In the data below, find the line containing "Entry::Occupied(mut slot) =>", then set down that line and every later line up to and including the line containing "actor are untouched.", exactly.

[Start of section]

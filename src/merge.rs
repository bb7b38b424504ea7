//! Collapses candidates from all collectors into the rendered feed.
//!
//! After every merge the output holds at most one candidate per
//! [`DedupKey`], never a `follow_request` next to a `follow` from the same
//! actor, nothing whose key is dismissed, and is ordered newest first.

use crate::canonical::DedupKey;
use crate::models::{NotificationCandidate, NotificationType};
use std::cmp::Ordering;
use std::collections::hash_map::Entry;
use std::collections::{HashMap, HashSet};

#[derive(Debug, Clone, Default)]
pub struct MergeInput {
    pub structured: Vec<NotificationCandidate>,
    pub legacy_likes: Vec<NotificationCandidate>,
    pub legacy_follows: Vec<NotificationCandidate>,
}

pub fn merge_candidates(input: MergeInput, dismissed: &HashSet<String>) -> Vec<NotificationCandidate> {
    let mut working: HashMap<DedupKey, NotificationCandidate> = HashMap::new();

    // Structured rows seed the map so equal-timestamp legacy copies lose.
    for candidate in input
        .structured
        .into_iter()
        .chain(input.legacy_likes)
        .chain(input.legacy_follows)
    {
        keep_newest(&mut working, candidate);
    }

    apply_follow_precedence(&mut working);
    working.retain(|key, _| !dismissed.contains(key.as_str()));

    let mut ordered = working.into_iter().collect::<Vec<_>>();
    ordered.sort_by(|(left_key, left), (right_key, right)| feed_order(left_key, left, right_key, right));
    ordered.into_iter().map(|(_, candidate)| candidate).collect()
}

fn keep_newest(working: &mut HashMap<DedupKey, NotificationCandidate>, candidate: NotificationCandidate) {
    match working.entry(candidate.dedup_key()) {
        Entry::Vacant(slot) => {
            slot.insert(candidate);
        }
        Entry::Occupied(mut slot) => {
            if candidate.created_at > slot.get().created_at {
                slot.insert(candidate);
            }
        }
    }
}

/// Drops every `follow_request` whose actor also has a `follow`. Other
/// notification types from that actor are untouched.
fn apply_follow_precedence(working: &mut HashMap<DedupKey, NotificationCandidate>) {
    let followers = working
        .values()
        .filter(|candidate| candidate.notification_type == NotificationType::Follow)
        .map(|candidate| candidate.actor.id.clone())
        .collect::<HashSet<_>>();

    if followers.is_empty() {
        return;
    }

    working.retain(|_, candidate| {
        candidate.notification_type != NotificationType::FollowRequest || !followers.contains(&candidate.actor.id)
    });
}

fn feed_order(
    left_key: &DedupKey,
    left: &NotificationCandidate,
    right_key: &DedupKey,
    right: &NotificationCandidate,
) -> Ordering {
    right
        .created_at
        .cmp(&left.created_at)
        .then_with(|| left.origin().rank().cmp(&right.origin().rank()))
        .then_with(|| left_key.cmp(right_key))
}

[End of section]

→ Final answer
        Entry::Occupied(mut slot) => {
            if candidate.created_at > slot.get().created_at {
                slot.insert(candidate);
            }
        }
    }
}

/// Drops every `follow_request` whose actor also has a `follow`. Other
/// notification types from that actor are untouched.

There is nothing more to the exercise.